Counting every line in the records below that holds "ReferentialAction", give the total and add nothing.
········
impl SqliteExtractor {
    fn pragma(&self, conn: &mut dyn Connection, pragma: &str, object: &str) -> Result<RowSet> {
        let sql = format!(
            "PRAGMA {}({})",
            pragma,
            Dialect::Sqlite.quote_identifier(object)
        );
        conn.query(&sql, &[])
    }

    fn extract_table(
        &self,
        conn: &mut dyn Connection,
        catalog: &mut Catalog,
        report: &mut ExtractionReport,
        source: &TableSource,
    ) -> Result<()> {
        let reference = catalog.create_table("main", &source.name)?;
        let info = self.pragma(conn, "table_info", &source.name)?;
        let autoincrement = AUTOINCREMENT.is_match(&source.sql);
        let mapper = mapper_for(Dialect::Sqlite);

        let mut key: Vec<(i64, String)> = Vec::new();
        let mut columns = Vec::new();
        for row in info.iter() {
            let name = row.require_text("name")?.to_string();
            let declared = row.text("type").unwrap_or_default();
            let pk_position = row.int("pk").unwrap_or(0);
            if pk_position > 0 {
                key.push((pk_position, name.clone()));
            }

            let mut value_type = match ValueType::parse(declared) {
                Some(ty) => ty,
                None => {
                    report.skip(
                        "column type",
                        &format!("{}.{}", source.name, name),
                        &format!("'{}' read as TEXT", declared),
                    );
                    ValueType::Text
                }
            };
            let mut column = Column::new(name, value_type).nullable(!row.flag("notnull"));
            if let Some(text) = row.text("dflt_value") {
                column = column.default_value(mapper.decode_default(&value_type, text));
            }
            if autoincrement && pk_position > 0 && declared.eq_ignore_ascii_case("INTEGER") {
                // rowid aliases are 64-bit whatever the declared name
                value_type = ValueType::Int64;
                column.value_type = value_type;
                column = column.identity(1, 1);
            }
            columns.push(column);
        }

        let column_count = columns.len();
        {
            let mut t = catalog.table_mut(&reference)?;
            for column in columns {
                t.add_column(column)?;
            }
        }

        if !key.is_empty() {
            key.sort();
            let key: Vec<String> = key.into_iter().map(|(_, c)| c).collect();
            let name = source
                .find(ClauseKind::PrimaryKey, &key)
                .and_then(|c| c.name.clone())
                .unwrap_or_else(|| format!("PK_{}", source.name));
            catalog.table_mut(&reference)?.add_constraint(Constraint::PrimaryKey {
                name,
                columns: key,
            })?;
        }

        let list = self.pragma(conn, "index_list", &source.name)?;
        let mut generated = 0;
        for row in list.iter() {
            if row.text("origin") != Some("u") {
                continue;
            }
            let index_name = row.require_text("name")?.to_string();
            let columns = self.index_columns(conn, &index_name)?;
            let name = match source
                .find(ClauseKind::Unique, &columns)
                .and_then(|c| c.name.clone())
            {
                Some(name) => name,
                None => {
                    generated += 1;
                    format!("UQ_{}_{}", source.name, generated)
                }
            };
            catalog
                .table_mut(&reference)?
                .add_constraint(Constraint::Unique { name, columns })?;
        }

        let mut unnamed_checks = 0;
        for clause in source.clauses.iter().filter(|c| c.kind == ClauseKind::Check) {
            let Some(body) = &clause.body else { continue };
            let name = match &clause.name {
                Some(name) => name.clone(),
                None => {
                    unnamed_checks += 1;
                    format!("CK_{}_{}", source.name, unnamed_checks)
                }
            };
            catalog
                .table_mut(&reference)?
                .add_constraint(Constraint::check(name, Expr::Native(body.trim().to_string())))?;
        }

        tracing::debug!(table = %reference, columns = column_count, "extracted table");
        Ok(())
    }

    /// Key columns of an index, in key order.
    fn index_columns(&self, conn: &mut dyn Connection, index: &str) -> Result<Vec<String>> {
        let info = self.pragma(conn, "index_info", index)?;
        let mut keyed: Vec<(i64, String)> = info
            .iter()
            .filter_map(|r| Some((r.int("seqno")?, r.text("name")?.to_string())))
            .collect();
        keyed.sort();
        Ok(keyed.into_iter().map(|(_, c)| c).collect())
    }

    fn extract_foreign_keys(
        &self,
        conn: &mut dyn Connection,
        catalog: &mut Catalog,
        source: &TableSource,
    ) -> Result<()> {
        let list = self.pragma(conn, "foreign_key_list", &source.name)?;

        // id -> rows in seq order
        let mut groups: BTreeMap<i64, Vec<ForeignKeyRow>> = BTreeMap::new();
        for row in list.iter() {
            groups
                .entry(row.int("id").unwrap_or(0))
                .or_default()
                .push(ForeignKeyRow {
                    seq: row.int("seq").unwrap_or(0),
                    table: row.require_text("table")?.to_string(),
                    from: row.require_text("from")?.to_string(),
                    to: row.text("to").map(str::to_string),
                    on_update: row.text("on_update").unwrap_or("NO ACTION").to_string(),
                    on_delete: row.text("on_delete").unwrap_or("NO ACTION").to_string(),
                    match_type: row.text("match").unwrap_or("NONE").to_string(),
                });
        }

        let reference = TableRef::new("main", source.name.clone());
        for (id, mut rows) in groups {
            rows.sort_by_key(|r| r.seq);
            let first = &rows[0];
            let target = TableRef::new("main", first.table.clone());
            let columns: Vec<String> = rows.iter().map(|r| r.from.clone()).collect();

            // omitted target columns mean the target's primary key
            let referenced: Vec<String> = if rows.iter().all(|r| r.to.is_some()) {
                rows.iter().filter_map(|r| r.to.clone()).collect()
            } else {
                catalog
                    .table(&target)
                    .and_then(|t| t.primary_key())
                    .map(|pk| pk.columns().to_vec())
                    .unwrap_or_default()
            };

            let clause = source.find(ClauseKind::ForeignKey, &columns);
            let name = clause
                .and_then(|c| c.name.clone())
                .unwrap_or_else(|| format!("FK_{}_{}", source.name, id));
            let fk = ForeignKey {
                name,
                columns,
                referenced_table: target,
                referenced_columns: referenced,
                on_delete: ReferentialAction::parse(&first.on_delete).unwrap_or_default(),
                on_update: ReferentialAction::parse(&first.on_update).unwrap_or_default(),
                deferrability: clause.map(|c| c.deferrability).unwrap_or_default(),
                match_type: match first.match_type.to_ascii_uppercase().as_str() {
                    "FULL" => MatchType::Full,
                    "PARTIAL" => MatchType::Partial,
                    _ => MatchType::None,
                },
            };
            catalog.table_mut(&reference)?.add_constraint(fk.into())?;
        }
        Ok(())
    }

    fn extract_index(
        &self,
        conn: &mut dyn Connection,
        catalog: &mut Catalog,
        report: &mut ExtractionReport,
        source: &IndexSource,
    ) -> Result<()> {
        // constraint-backed indexes carry no stored SQL
        if source.sql.is_empty() {
            return Ok(());
        }
        let reference = TableRef::new("main", source.table.clone());
        if catalog.table(&reference).is_none() {
            report.skip("index", &source.name, "table was not extracted");
            return Ok(());
        }

        let Some(open) = INDEX_ON.find(&source.sql).map(|m| m.end() - 1) else {
            report.skip("index", &source.name, "definition could not be read");
            return Ok(());
        };
        let Some(body) = balanced_group(&source.sql, open) else {
            report.skip("index", &source.name, "definition could not be read");
            return Ok(());
        };
        let written = split_top_level(body);
        let rest = &source.sql[open + body.len() + 2..];

        let info = self.pragma(conn, "index_xinfo", &source.name)?;
        let mut keys: Vec<(i64, i64, Option<String>, bool)> = info
            .iter()
            .filter(|r| r.flag("key"))
            .map(|r| {
                (
                    r.int("seqno").unwrap_or(0),
                    r.int("cid").unwrap_or(-1),
                    r.text("name").map(str::to_string),
                    r.flag("desc"),
                )
            })
            .collect();
        keys.sort_by_key(|k| k.0);

        let mut columns = Vec::with_capacity(keys.len());
        for (position, (_, cid, name, desc)) in keys.into_iter().enumerate() {
            let column = match (cid, name) {
                (cid, Some(name)) if cid >= 0 => IndexColumn::column(name),
                _ => {
                    let Some(text) = written.get(position) else {
                        report.skip("index", &source.name, "expression key could not be read");
                        return Ok(());
                    };
                    let trimmed = KEY_SUFFIX.replace(text, "");
                    IndexColumn::expression(Expr::Native(strip_outer_parens(&trimmed).to_string()))
                }
            };
            columns.push(IndexColumn {
                direction: if desc {
                    SortDirection::Descending
                } else {
                    SortDirection::Ascending
                },
                ..column
            });
        }

        let unique = source
            .sql
            .trim_start()
            .get(..13)
            .is_some_and(|p| p.eq_ignore_ascii_case("CREATE UNIQUE"));
        let mut index = Index::new(source.name.clone(), columns);
        if unique {
            index = index.unique();
        }
        if let Some(filter) = WHERE_CLAUSE.captures(rest).and_then(|c| c.get(1)) {
            index = index.filter(Expr::Native(filter.as_str().to_string()));
        }
        catalog.table_mut(&reference)?.add_index(index)?;
        Ok(())
    }
}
········
▸ Output for this exercise:
2